Apothecaries Hall is a scheduled monument at Black Friars Lane, London. It is the headquarters of the Worshipful Society of Apothecaries of London, one of the livery companies of the City of London. It is one of the largest livery companies (with over 1,600 members in 2012) and ranks 58th in their order of precedence. The building, originally part of the Dominican priory of Black Friars, was called Cobham House prior to its purchase by the society in 1632.

The original building was destroyed in the Great Fire of London in 1666, although a significant extent of the 13th-century buildings remain, including a 9 m portion of the walls, now incorporated into the north range of the hall courtyard. A new hall was built on the same site and footprint of rooms, and completed in 1672 to the design of Edward Jerman; an "Elaboratory" was included at this time for the first-ever large-scale manufacture of drugs. From then until 1922, the society manufactured medicinal and pharmaceutical products at their hall, and sold some of their products from a retail outlet opening onto Water Lane (now Blackfriars Lane). Much of the manufactured drugs were to supply clients of the society which included the navy, the army, the East India Company and the Crown Colonies.

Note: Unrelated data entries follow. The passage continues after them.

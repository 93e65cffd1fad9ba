//! Client transport: plain TCP or TLS over TCP.

use pin_project_lite::pin_project;
use std::io;
use std::pin::Pin;
use std::task::{Context, Poll};
use tokio::io::{AsyncRead, AsyncWrite, ReadBuf};
use tokio::net::TcpStream;
use tokio_rustls::client::TlsStream;

pin_project! {
    /// Byte stream of one client connection.
    #[project = ClientStreamProj]
    pub enum ClientStream {
        Plain { #[pin] inner: TcpStream },
        Tls { #[pin] inner: TlsStream<TcpStream> },
    }
}

macro_rules! forward {
    ($self:expr, $method:ident $(, $arg:expr)*) => {
        match $self.project() {
            ClientStreamProj::Plain { inner } => inner.$method($($arg),*),
            ClientStreamProj::Tls { inner } => inner.$method($($arg),*),
        }
    };
}

impl ClientStream {
    /// Returns whether this stream is TLS-encrypted.
    pub fn is_tls(&self) -> bool {
        matches!(self, ClientStream::Tls { .. })
    }
}

impl From<TcpStream> for ClientStream {
    fn from(inner: TcpStream) -> Self {
        ClientStream::Plain { inner }
    }
}

impl From<TlsStream<TcpStream>> for ClientStream {
    fn from(inner: TlsStream<TcpStream>) -> Self {
        ClientStream::Tls { inner }
    }
}

impl AsyncRead for ClientStream {
    fn poll_read(
        self: Pin<&mut Self>,
        cx: &mut Context<'_>,
        buf: &mut ReadBuf<'_>,
    ) -> Poll<io::Result<()>> {
        forward!(self, poll_read, cx, buf)
    }
}

impl AsyncWrite for ClientStream {
    fn poll_write(
        self: Pin<&mut Self>,
        cx: &mut Context<'_>,
        buf: &[u8],
    ) -> Poll<io::Result<usize>> {
        forward!(self, poll_write, cx, buf)
    }

    fn poll_flush(self: Pin<&mut Self>, cx: &mut Context<'_>) -> Poll<io::Result<()>> {
        forward!(self, poll_flush, cx)
    }

    fn poll_shutdown(self: Pin<&mut Self>, cx: &mut Context<'_>) -> Poll<io::Result<()>> {
        forward!(self, poll_shutdown, cx)
    }
}
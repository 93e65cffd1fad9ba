//! Client error types.

use baas_protocol::ValidationError;
use thiserror::Error;

/// Client errors.
#[derive(Debug, Error)]
pub enum ClientError {
    #[error("I/O error: {0}")]
    Io(#[from] std::io::Error),

    #[error("protocol error: {0}")]
    Protocol(#[from] baas_protocol::ProtocolError),

    #[error("invalid request: {0}")]
    Validation(#[from] ValidationError),

    #[error("transport error: {0}")]
    Transport(String),

    #[error("server busy")]
    ServerBusy,

    #[error("request timeout")]
    Timeout,

    #[error("circuit breaker open")]
    BreakerOpen,

    #[error("unknown protocol: {0}")]
    UnknownProtocol(String),

    #[error("invalid address: {0}")]
    InvalidAddress(String),

    #[error("server failed to hash the password")]
    HashFailed,

    #[error("TLS configuration error: {0}")]
    TlsConfig(String),

    #[error("TLS handshake failed: {0}")]
    TlsHandshake(String),
}

impl ClientError {
    /// Returns whether a caller may reasonably retry the call.
    ///
    /// Nothing in this crate retries on its own.
    pub fn is_retryable(&self) -> bool {
        matches!(
            self,
            ClientError::Io(_)
                | ClientError::Transport(_)
                | ClientError::Timeout
                | ClientError::ServerBusy
                | ClientError::BreakerOpen
        )
    }

    /// Returns whether the error says the link to the server is unhealthy.
    /// Only these count toward tripping the circuit breaker.
    pub fn is_link_failure(&self) -> bool {
        matches!(self, ClientError::Transport(_) | ClientError::Timeout)
    }

    pub(crate) fn transport(msg: impl Into<String>) -> Self {
        ClientError::Transport(msg.into())
    }
}
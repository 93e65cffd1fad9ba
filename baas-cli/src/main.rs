//! baas-cli - Command-line interface for baas
//!
//! One-shot hash and compare calls, plus a small load generator.

mod commands;

use baas_client::ClientConfig;
use clap::{Parser, Subcommand};
use colored::Colorize;
use std::path::PathBuf;
use std::time::Duration;
use tracing_subscriber::EnvFilter;

#[derive(Parser)]
#[command(name = "baas-cli")]
#[command(about = "Command-line interface for the baas bcrypt service")]
#[command(version)]
struct Cli {
    /// Server address (baas:// for plain TCP, baass:// for TLS)
    #[arg(short, long, env = "BAAS_URI", default_value = "baas://127.0.0.1:9485")]
    uri: String,

    /// Per-request timeout in milliseconds
    #[arg(long, env = "BAAS_TIMEOUT_MS", default_value = "2000")]
    timeout_ms: u64,

    // ===== TLS Options =====
    /// Path to CA certificate for server verification
    #[arg(long, env = "BAAS_CA_CERT")]
    ca_cert: Option<PathBuf>,

    /// Skip server certificate verification (INSECURE)
    #[arg(long, short = 'k')]
    insecure: bool,

    /// Server name for TLS SNI (defaults to server hostname)
    #[arg(long)]
    server_name: Option<String>,

    #[command(subcommand)]
    command: Commands,
}

#[derive(Subcommand)]
pub enum Commands {
    /// Hash a password ("-" reads it from stdin)
    Hash {
        password: String,
    },

    /// Check a password against a bcrypt hash
    Compare {
        /// Password ("-" reads it from stdin)
        password: String,

        /// Hash to check against
        hash: String,
    },

    /// Run hash requests through a connection pool and report throughput
    Bench {
        /// Total number of requests
        #[arg(short = 'n', long, default_value = "1000")]
        requests: usize,

        /// Requests kept in flight at once
        #[arg(short, long, default_value = "50")]
        concurrency: usize,

        /// Pool size
        #[arg(long, default_value = "4")]
        connections: usize,

        /// Retire a connection after this many requests
        #[arg(long, default_value = "10000")]
        max_requests_per_connection: u64,
    },
}

impl Cli {
    fn client_config(&self) -> ClientConfig {
        let mut config = ClientConfig::from_uri(self.uri.clone())
            .with_request_timeout(Duration::from_millis(self.timeout_ms))
            .with_reject_unauthorized(!self.insecure);
        if let Some(ref path) = self.ca_cert {
            config = config.with_ca_cert(path);
        }
        if let Some(ref name) = self.server_name {
            config = config.with_server_name(name);
        }
        config
    }
}

#[tokio::main]
async fn main() -> Result<(), Box<dyn std::error::Error>> {
    // Initialize logging
    tracing_subscriber::fmt()
        .with_env_filter(
            EnvFilter::try_from_default_env().unwrap_or_else(|_| EnvFilter::new("warn")),
        )
        .with_writer(std::io::stderr)
        .init();

    let cli = Cli::parse();
    let config = cli.client_config();

    match commands::execute(config, cli.command).await {
        Ok(output) => {
            println!("{}", output);
            Ok(())
        }
        Err(e) => {
            eprintln!("{}: {}", "Error".red(), e);
            std::process::exit(1);
        }
    }
}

A major restoration and (external) building programme was carried out in the 1780s. Although the hall underwent further redevelopment in the 1980s, its appearance has altered little since the late-eighteenth century externally and late-seventeenth century internally.

Apothecaries' Hall is the oldest extant livery hall in the City of London, with significant 13th-century elements, and the first-floor structure and arrangement of the Great Hall, Court Room and Parlour remaining as rebuilt between 1668 and 1670.